-- Work to be completed --
Search the data for "InvalidAxes" and copy every matching line.
+++ Information given
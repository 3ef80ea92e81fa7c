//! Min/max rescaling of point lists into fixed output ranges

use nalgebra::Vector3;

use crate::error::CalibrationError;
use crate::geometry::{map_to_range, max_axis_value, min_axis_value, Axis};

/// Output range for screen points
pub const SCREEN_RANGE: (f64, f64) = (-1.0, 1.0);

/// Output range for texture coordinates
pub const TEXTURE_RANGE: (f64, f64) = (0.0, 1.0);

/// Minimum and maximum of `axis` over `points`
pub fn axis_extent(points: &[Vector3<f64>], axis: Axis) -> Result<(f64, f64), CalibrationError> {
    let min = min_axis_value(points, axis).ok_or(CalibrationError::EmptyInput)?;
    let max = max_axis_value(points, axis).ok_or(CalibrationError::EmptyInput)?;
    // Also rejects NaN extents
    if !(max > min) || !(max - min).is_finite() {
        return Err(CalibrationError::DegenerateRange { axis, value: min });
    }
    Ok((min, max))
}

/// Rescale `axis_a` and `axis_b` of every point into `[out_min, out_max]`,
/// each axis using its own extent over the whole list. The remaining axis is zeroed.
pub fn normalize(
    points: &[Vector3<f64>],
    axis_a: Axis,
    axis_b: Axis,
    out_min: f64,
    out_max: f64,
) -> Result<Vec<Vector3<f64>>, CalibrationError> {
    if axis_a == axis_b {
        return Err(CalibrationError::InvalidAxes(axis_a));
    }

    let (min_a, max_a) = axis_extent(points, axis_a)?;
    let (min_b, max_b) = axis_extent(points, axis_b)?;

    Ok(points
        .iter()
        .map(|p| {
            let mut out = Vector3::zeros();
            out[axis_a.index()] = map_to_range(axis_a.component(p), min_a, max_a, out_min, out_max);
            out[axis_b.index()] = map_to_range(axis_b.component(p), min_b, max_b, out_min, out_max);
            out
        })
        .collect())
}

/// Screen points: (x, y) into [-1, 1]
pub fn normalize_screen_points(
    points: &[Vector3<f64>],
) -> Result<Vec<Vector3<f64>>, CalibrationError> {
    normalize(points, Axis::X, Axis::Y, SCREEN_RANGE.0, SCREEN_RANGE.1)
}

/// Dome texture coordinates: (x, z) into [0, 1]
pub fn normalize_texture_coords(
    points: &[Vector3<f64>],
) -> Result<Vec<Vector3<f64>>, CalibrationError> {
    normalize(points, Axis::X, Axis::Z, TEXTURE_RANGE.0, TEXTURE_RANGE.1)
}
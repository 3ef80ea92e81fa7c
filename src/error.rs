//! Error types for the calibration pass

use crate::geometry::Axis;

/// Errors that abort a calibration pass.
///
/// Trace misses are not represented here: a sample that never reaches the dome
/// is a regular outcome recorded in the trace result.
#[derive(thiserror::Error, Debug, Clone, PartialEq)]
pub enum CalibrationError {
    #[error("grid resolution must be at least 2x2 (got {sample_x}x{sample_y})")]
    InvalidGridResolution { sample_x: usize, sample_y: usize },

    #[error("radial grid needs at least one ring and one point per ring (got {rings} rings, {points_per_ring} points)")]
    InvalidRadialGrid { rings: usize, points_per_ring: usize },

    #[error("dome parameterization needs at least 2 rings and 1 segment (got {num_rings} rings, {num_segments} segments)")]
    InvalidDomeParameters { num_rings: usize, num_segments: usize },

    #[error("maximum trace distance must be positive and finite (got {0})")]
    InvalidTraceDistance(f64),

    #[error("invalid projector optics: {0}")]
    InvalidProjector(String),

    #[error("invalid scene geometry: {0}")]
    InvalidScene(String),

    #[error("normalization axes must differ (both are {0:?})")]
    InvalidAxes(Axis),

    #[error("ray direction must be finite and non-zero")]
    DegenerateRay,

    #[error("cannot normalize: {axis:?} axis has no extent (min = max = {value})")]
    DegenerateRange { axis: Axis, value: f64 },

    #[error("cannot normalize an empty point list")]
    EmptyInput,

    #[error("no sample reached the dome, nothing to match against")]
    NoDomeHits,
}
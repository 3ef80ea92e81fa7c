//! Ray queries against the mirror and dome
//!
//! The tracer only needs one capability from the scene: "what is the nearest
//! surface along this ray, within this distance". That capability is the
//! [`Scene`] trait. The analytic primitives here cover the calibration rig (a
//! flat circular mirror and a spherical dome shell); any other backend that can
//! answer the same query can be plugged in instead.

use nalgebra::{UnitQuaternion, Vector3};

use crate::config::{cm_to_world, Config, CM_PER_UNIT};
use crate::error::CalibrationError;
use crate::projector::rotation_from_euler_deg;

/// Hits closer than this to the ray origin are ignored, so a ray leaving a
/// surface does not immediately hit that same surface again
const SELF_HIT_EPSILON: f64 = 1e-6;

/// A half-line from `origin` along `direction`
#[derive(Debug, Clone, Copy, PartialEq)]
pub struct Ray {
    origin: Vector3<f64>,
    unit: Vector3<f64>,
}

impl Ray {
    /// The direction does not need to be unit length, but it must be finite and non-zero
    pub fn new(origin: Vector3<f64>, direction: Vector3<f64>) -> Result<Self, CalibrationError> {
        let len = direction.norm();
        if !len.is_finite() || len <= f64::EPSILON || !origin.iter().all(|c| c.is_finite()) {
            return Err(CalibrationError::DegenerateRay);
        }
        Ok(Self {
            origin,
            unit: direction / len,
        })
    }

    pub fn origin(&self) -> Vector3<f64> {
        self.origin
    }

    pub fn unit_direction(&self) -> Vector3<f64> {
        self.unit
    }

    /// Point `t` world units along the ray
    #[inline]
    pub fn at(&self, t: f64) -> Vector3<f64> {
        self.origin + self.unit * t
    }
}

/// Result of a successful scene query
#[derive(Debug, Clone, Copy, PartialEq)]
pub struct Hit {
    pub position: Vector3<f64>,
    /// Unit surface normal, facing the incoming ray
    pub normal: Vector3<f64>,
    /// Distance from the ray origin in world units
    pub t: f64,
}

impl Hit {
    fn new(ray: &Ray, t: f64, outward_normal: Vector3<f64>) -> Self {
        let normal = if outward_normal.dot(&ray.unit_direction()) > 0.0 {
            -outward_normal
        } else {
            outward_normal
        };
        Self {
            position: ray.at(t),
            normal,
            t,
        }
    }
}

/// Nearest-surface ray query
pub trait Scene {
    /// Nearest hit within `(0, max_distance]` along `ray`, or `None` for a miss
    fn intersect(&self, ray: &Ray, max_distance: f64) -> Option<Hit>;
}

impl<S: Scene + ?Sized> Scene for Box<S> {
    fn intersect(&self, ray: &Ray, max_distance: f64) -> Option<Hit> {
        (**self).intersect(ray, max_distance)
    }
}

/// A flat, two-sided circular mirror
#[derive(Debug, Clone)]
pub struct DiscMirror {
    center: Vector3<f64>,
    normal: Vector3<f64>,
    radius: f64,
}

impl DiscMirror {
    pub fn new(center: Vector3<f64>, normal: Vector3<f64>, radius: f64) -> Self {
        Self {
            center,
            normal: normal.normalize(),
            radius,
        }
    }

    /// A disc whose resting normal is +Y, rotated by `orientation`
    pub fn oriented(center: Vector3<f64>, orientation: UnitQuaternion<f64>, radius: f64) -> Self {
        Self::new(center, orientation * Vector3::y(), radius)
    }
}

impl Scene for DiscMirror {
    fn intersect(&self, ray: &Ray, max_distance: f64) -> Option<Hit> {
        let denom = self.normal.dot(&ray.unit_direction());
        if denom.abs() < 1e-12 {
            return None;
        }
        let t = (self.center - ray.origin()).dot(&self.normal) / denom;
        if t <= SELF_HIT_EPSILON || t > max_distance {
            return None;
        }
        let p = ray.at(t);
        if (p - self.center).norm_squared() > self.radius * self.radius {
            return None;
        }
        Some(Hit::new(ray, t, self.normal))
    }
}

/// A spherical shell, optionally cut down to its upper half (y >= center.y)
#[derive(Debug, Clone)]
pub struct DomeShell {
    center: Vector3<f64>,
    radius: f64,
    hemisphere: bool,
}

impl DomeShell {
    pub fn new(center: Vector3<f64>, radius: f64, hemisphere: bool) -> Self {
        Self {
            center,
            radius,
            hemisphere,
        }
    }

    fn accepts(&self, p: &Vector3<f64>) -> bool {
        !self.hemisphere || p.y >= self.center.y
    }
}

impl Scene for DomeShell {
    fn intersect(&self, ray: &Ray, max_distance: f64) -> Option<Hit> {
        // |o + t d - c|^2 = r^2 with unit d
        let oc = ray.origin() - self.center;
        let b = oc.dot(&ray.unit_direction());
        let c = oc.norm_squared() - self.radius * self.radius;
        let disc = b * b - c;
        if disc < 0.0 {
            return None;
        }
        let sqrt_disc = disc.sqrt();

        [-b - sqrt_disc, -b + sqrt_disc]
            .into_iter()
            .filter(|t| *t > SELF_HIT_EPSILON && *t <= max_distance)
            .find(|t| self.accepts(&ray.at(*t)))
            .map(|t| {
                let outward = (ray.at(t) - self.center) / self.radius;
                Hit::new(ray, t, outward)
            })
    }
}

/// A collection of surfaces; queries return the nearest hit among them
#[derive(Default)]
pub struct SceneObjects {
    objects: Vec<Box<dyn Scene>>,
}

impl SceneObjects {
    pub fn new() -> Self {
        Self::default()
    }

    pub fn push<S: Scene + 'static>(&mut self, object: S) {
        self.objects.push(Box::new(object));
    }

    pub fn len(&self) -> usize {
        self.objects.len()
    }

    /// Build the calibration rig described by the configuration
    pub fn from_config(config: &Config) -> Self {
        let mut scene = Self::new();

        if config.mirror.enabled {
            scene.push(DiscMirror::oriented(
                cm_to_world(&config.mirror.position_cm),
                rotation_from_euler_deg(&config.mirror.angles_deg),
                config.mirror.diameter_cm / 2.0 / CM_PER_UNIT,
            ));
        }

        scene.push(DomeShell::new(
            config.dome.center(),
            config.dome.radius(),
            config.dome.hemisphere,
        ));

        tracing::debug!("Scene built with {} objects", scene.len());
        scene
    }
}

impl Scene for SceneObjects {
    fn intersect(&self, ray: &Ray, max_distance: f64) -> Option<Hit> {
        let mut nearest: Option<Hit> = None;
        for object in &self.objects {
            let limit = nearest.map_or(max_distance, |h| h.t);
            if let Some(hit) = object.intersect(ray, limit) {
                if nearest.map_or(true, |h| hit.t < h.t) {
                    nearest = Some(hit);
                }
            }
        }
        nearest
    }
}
++++++
+++ Information given
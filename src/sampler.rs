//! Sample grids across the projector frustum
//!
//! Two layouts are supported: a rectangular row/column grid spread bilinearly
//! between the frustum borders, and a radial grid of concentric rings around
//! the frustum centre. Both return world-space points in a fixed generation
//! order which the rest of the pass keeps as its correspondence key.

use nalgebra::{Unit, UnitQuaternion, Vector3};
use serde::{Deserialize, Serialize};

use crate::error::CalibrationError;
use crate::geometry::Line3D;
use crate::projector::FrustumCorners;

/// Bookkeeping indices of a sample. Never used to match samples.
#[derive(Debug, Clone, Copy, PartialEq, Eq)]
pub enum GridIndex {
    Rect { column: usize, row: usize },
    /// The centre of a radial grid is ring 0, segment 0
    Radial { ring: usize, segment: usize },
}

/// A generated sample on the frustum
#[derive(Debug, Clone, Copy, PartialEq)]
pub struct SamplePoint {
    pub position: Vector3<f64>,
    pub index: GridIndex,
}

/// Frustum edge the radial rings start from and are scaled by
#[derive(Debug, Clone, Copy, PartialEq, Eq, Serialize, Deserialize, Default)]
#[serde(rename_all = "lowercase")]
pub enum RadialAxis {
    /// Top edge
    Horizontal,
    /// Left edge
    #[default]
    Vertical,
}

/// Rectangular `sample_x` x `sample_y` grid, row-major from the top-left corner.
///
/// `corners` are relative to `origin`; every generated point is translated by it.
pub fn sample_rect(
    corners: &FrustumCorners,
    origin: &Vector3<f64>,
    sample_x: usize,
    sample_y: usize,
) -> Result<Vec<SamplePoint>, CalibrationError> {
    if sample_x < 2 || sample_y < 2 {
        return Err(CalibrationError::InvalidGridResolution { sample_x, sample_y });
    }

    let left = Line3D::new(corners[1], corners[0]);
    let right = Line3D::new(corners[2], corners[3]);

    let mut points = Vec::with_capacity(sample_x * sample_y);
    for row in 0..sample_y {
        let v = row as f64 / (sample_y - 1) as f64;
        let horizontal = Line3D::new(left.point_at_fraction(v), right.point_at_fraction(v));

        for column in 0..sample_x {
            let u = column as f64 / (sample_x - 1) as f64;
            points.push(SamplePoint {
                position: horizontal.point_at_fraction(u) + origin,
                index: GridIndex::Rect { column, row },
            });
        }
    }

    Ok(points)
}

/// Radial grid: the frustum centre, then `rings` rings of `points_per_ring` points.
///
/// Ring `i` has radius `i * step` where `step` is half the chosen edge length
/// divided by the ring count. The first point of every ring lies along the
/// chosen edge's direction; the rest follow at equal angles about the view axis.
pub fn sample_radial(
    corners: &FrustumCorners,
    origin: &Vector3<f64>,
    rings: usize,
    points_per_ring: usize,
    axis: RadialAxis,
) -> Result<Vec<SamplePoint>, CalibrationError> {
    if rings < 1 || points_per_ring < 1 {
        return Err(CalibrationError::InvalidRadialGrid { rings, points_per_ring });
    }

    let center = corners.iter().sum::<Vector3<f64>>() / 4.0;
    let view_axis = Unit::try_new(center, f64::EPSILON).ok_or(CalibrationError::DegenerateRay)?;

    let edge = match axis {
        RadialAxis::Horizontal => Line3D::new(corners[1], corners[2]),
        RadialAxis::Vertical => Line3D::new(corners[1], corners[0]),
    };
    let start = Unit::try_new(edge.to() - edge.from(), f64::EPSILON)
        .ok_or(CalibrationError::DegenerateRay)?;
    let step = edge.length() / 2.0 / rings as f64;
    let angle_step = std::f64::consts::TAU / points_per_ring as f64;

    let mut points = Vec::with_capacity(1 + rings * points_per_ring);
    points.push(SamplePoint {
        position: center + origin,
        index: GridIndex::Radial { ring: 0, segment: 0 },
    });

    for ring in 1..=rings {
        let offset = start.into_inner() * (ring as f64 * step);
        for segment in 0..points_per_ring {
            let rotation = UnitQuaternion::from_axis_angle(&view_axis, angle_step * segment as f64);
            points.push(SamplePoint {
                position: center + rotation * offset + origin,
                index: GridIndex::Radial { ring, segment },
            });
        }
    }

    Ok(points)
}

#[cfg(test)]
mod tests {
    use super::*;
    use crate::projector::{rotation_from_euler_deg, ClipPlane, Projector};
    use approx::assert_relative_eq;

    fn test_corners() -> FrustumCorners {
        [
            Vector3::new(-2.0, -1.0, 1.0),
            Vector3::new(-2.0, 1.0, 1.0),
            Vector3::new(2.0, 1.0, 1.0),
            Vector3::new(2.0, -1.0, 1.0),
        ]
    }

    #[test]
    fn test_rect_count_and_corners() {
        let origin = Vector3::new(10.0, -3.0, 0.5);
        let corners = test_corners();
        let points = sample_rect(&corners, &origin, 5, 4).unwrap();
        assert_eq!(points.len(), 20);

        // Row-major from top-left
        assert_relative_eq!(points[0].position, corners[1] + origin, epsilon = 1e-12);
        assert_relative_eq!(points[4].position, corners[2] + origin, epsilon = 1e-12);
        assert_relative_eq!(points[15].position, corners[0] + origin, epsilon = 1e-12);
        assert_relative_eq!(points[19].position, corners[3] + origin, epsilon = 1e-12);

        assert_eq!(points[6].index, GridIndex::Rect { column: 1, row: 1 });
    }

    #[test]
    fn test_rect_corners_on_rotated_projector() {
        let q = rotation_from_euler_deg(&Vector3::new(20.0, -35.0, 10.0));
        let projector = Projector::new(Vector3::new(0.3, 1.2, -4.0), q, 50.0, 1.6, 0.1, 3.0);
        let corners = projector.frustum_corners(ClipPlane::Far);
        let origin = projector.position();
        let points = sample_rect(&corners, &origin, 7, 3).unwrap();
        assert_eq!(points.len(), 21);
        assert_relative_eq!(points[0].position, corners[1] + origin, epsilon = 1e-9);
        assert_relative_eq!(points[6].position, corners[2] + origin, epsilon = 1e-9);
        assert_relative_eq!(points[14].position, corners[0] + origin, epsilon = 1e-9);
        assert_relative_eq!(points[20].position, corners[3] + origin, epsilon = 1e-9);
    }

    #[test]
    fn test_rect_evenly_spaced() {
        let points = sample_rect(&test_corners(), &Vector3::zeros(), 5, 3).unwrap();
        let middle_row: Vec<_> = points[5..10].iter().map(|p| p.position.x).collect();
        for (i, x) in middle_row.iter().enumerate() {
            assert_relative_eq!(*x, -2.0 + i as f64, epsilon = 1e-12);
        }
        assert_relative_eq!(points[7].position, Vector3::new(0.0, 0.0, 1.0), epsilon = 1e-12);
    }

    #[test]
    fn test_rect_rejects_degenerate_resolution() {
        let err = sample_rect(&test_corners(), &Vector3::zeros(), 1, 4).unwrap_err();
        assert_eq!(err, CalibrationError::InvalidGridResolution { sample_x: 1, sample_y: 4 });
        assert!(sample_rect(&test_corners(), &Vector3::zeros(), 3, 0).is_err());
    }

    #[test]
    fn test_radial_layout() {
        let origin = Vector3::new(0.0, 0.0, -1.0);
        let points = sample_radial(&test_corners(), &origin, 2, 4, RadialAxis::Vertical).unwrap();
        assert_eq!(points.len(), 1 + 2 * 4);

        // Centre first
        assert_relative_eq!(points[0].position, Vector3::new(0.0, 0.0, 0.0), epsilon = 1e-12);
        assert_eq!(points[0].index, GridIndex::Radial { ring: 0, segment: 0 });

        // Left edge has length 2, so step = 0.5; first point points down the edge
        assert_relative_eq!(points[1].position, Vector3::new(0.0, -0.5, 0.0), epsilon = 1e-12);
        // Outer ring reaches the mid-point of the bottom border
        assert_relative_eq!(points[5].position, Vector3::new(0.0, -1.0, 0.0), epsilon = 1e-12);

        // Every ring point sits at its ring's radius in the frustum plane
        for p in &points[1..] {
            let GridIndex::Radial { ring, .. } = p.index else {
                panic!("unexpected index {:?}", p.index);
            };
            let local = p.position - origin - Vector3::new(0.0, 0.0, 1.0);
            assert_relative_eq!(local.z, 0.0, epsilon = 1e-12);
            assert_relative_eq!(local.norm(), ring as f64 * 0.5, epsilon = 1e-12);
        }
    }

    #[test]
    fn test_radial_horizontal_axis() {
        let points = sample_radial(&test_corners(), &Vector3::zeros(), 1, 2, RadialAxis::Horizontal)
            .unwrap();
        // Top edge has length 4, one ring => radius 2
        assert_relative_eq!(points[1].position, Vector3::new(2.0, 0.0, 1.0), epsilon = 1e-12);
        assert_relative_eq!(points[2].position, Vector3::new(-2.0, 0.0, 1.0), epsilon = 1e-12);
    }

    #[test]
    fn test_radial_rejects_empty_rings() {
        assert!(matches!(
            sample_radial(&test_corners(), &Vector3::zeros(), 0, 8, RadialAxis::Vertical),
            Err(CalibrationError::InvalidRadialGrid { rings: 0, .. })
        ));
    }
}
++++++
-- Completed task --
        return Err(CalibrationError::InvalidAxes(axis_a));
    InvalidAxes(Axis),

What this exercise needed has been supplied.